Karacaer F., Büyükkurt S., Ünlügenç H.

11th. INTERNATIONAL CONFERENCE ON MATHEMATICS, ENGINEERING, NATURAL AND MEDICAL SCIENCES, 30 - 31 January 2021, pp.17

  • Publication Type: Conference Paper / Summary Text
  • Page Numbers: pp.17
  • Çukurova University Affiliated: Yes

Abstract

ABSTRACT In this case report, we present our anesthesia management in a twin pregnant patient with mitra MS, pulmonary hypertension (PH) and placenta accrete (PA) for caesarean section. A 36-years-old multigravida parturient with a dichorionic diamniotic pregnancy at 24 weeks gestation was presented to the anesthetic department for caesarean section with a diagnosis of severe MS, PH and PA. The transthoracic echocardiography revealed MS with a mitral valve area of 1 cm2 , ¼ mitral regurgitation, ¾ tricuspid regurgitation, and PH with a systolic pulmonary artery pressure of 88 mmHg. The left atrium was dilated, the left ventricular ejection fraction was 65%. General anesthesia was planned for the cesarean section. An invasive arterial line and central venous catheterization were applied.
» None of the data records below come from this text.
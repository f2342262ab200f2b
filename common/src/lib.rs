//! Shared models, configuration and seams used by every adminsweep crate.

pub mod config;
pub mod error;
pub mod executor;
pub mod network;
pub mod outcome;
pub mod reporter;

pub use error::SweepError;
Anesthesia was induced by 250 mg pentothal and 100 mcg fentanyl, and maintained with 1-1,5 % sevoflurane. The placenta was found to invade the bladder. During the hysterectomy, the patient experienced transient hypotensive episodes. Dopamine was administered to prevent low mean artery pressure (MAP) by titrating at 5-10 µg/kg/min dopamine doses. A total of 4500 ml crystalloid and a 1000 ml colloid were given and 7 units of packed red cells, 4 units of fresh frozen plasma (FFP), 1 unit platelet concentrate, and 8 units of cryoprecipitate were transfused intraoperatively. The surgery lasted at 4 hours and the estimated blood loss was around 5000 ml. As hemostasis was achieved and the patient was hemodynamically stable, she was extubated and transferred to the intensive care unit (ICU) in the stable condition. Postoperative care was unremarkable. Pregnancy places a high physiologic demand on the cardiovascular system. Maternal mortality rate rises up to 16-30 % in women with PH1,2. Our patient had a PA, which significantly complicated the management of anesthesia. Anesthesia management for cesarean section in a twin pregnancy with severe MS, PH and PA should begin with preoperative assessment that needs to continue through the surgery and the postpartum period. Choosing intraoperative suitable hemodynamic monitoring, tailoring the anesthetic technique, and optimizing cardiovascular and respiratory functions using appropriate drugs and fluids are the crucial factors for the management of anesthesia in this patient population3 . Keywords: Twin pregnancy, placenta accrete, mitral stenosis, pulmonary hypertension, sectio.